[Edit 12-18-09: As a follow up to this post, check out CRM News' excellent article, the Social Piece of the Customer Service Puzzle, discussing social media customer service strategies that will accurately reflect your company's brand.]
Social media monitoring is step one. Set up Google Alerts and Twitter searches for your company name, your competitors' names and keywords related to your industry.
Step two is applying all your existing customer service principles to the space.
Step three is NOT sounding like a robot and sending the customer away.
How not to respond via Twitter:
What did mumble-mumble Rent A Car do wrong here? Think of it this way: if a customer came into the store, face to face, would you say these words to her? Of course not. You're the customer service rep. Your job is to help her, right then and there, and give her a reason for her to tell all her friends about her wonderful brand experience. Instead, this car rental company:
- Failed to meet the customer in her space.
- Failed to engage with the customer in the space she choose.
- Sounded like a corporation, not a human.
- Made more work for the customer by insisting on following company protocol instead of offering to help then and there.
What should Brand X Rent A Car have done?
Replied with: Can I help? Why:
- The "I" indicates that it's one human being reaching out to another human being, not a faceless company following protocol.

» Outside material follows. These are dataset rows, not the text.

use crate::airport::AirportId;
use crate::flight::InstanceId;
use crate::shipment::ShipmentId;
use crate::time::Time;
use serde::{Deserialize, Serialize};
use std::fmt::{Display, Formatter};

/// Declaration order is the replay order of events sharing an instant.
#[derive(Debug, Clone, Copy, PartialEq, Eq, Hash, PartialOrd, Ord, Serialize, Deserialize)]
pub enum EventKind {
    Cancellation,
    Arrival,
    WaitStart,
    WaitEnd,
    Load,
    PickupReady,
}

impl Display for EventKind {
    fn fmt(&self, f: &mut Formatter<'_>) -> std::fmt::Result {
        let s = match self {
            EventKind::Cancellation => "CANCELLATION",
            EventKind::Arrival => "ARRIVAL",
            EventKind::WaitStart => "WAIT_START",
            EventKind::WaitEnd => "WAIT_END",
            EventKind::Load => "LOAD",
            EventKind::PickupReady => "PICKUP_READY",
        };
        write!(f, "{}", s)
    }
}

/// Immutable record of one thing that happens to goods or flights.
///
/// `flight_id` is set on load, arrival, pickup-ready (the final leg) and
/// cancellation. Connection wait-start / wait-end carry the inbound flight;
/// an origin wait-start carries none.
#[derive(Debug, Clone, PartialEq, Eq, Hash, Serialize, Deserialize)]
pub struct Event {
    pub at: Time,
    pub kind: EventKind,
    pub airport_id: Option<AirportId>,
    pub flight_id: Option<InstanceId>,
    pub shipment_id: Option<ShipmentId>,
    pub quantity: u32,
}

impl Event {
    fn new(at: Time, kind: EventKind, airport_id: &AirportId, flight_id: Option<&InstanceId>, shipment_id: &ShipmentId, quantity: u32) -> Event {
        Event {
            at,
            kind,
            airport_id: Some(airport_id.clone()),
            flight_id: flight_id.cloned(),
            shipment_id: Some(shipment_id.clone()),
            quantity,
        }
    }

    pub fn wait_start(at: Time, airport_id: &AirportId, inbound: Option<&InstanceId>, shipment_id: &ShipmentId, quantity: u32) -> Event {
        Event::new(at, EventKind::WaitStart, airport_id, inbound, shipment_id, quantity)
    }

    pub fn wait_end(at: Time, airport_id: &AirportId, inbound: Option<&InstanceId>, shipment_id: &ShipmentId, quantity: u32) -> Event {
        Event::new(at, EventKind::WaitEnd, airport_id, inbound, shipment_id, quantity)
    }

    pub fn load(at: Time, airport_id: &AirportId, flight_id: &InstanceId, shipment_id: &ShipmentId, quantity: u32) -> Event {
        Event::new(at, EventKind::Load, airport_id, Some(flight_id), shipment_id, quantity)
    }

    pub fn arrival(at: Time, airport_id: &AirportId, flight_id: &InstanceId, shipment_id: &ShipmentId, quantity: u32) -> Event {
        Event::new(at, EventKind::Arrival, airport_id, Some(flight_id), shipment_id, quantity)
    }

    pub fn pickup_ready(at: Time, airport_id: &AirportId, flight_id: &InstanceId, shipment_id: &ShipmentId, quantity: u32) -> Event {
        Event::new(at, EventKind::PickupReady, airport_id, Some(flight_id), shipment_id, quantity)
    }

    pub fn cancellation(at: Time, flight_id: &InstanceId, origin_id: &AirportId) -> Event {
        Event {
            at,
            kind: EventKind::Cancellation,
            airport_id: Some(origin_id.clone()),
            flight_id: Some(flight_id.clone()),
            shipment_id: None,
            quantity: 0,
        }
    }

    /// Replay order; ties keep insertion order under a stable sort.
    pub fn order_key(&self) -> (Time, EventKind) {
        (self.at, self.kind)
    }

    pub fn references(&self, flight_id: &str) -> bool {
        self.flight_id.as_deref() == Some(flight_id)
    }
}

impl Display for Event {
    fn fmt(&self, f: &mut Formatter<'_>) -> std::fmt::Result {
        write!(
            f,
            "{} {} ap={} fi={} sh={} qty={}",
            self.at,
            self.kind,
            self.airport_id.as_deref().unwrap_or("-"),
            self.flight_id.as_deref().unwrap_or("-"),
            self.shipment_id.as_deref().unwrap_or("-"),
            self.quantity
        )
    }
}

#[cfg(test)]
mod tests {
    use super::*;
    use std::sync::Arc;

    #[test]
    fn test_same_instant_order() {
        let ap: AirportId = Arc::from("SKBO");
        let fl: InstanceId = Arc::from("SKBO-SPIM-0800-20250101");
        let sh: ShipmentId = Arc::from("000000001");
        let t = Time(1000);
        let mut events = vec![
            Event::load(t, &ap, &fl, &sh, 3),
            Event::pickup_ready(t, &ap, &fl, &sh, 3),
            Event::wait_end(t, &ap, None, &sh, 3),
            Event::arrival(t, &ap, &fl, &sh, 3),
            Event::cancellation(t, &fl, &ap),
            Event::wait_start(t, &ap, None, &sh, 3),
        ];
        events.sort_by_key(Event::order_key);
        let kinds = events.iter().map(|e| e.kind).collect::<Vec<_>>();
        assert_eq!(
            vec![
                EventKind::Cancellation,
                EventKind::Arrival,
                EventKind::WaitStart,
                EventKind::WaitEnd,
                EventKind::Load,
                EventKind::PickupReady
            ],
            kinds
        );
        assert!(events[0].references("SKBO-SPIM-0800-20250101"));
        assert!(!events[3].references("SKBO-SPIM-0800-20250101"));
    }
}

- The offer to help shows that someone at Brand X is willing to take action immediately.
- The transaction can take place personally, over direct message. If @shelikespurple is willing to DM her location and details, the CSR could make the call for her, with her, or at least be a listening ear. Even if the issue can't be resolved immediately, taking a personal interest rather than putting the burden of action of the customer is what converts a complainer into a raving fan.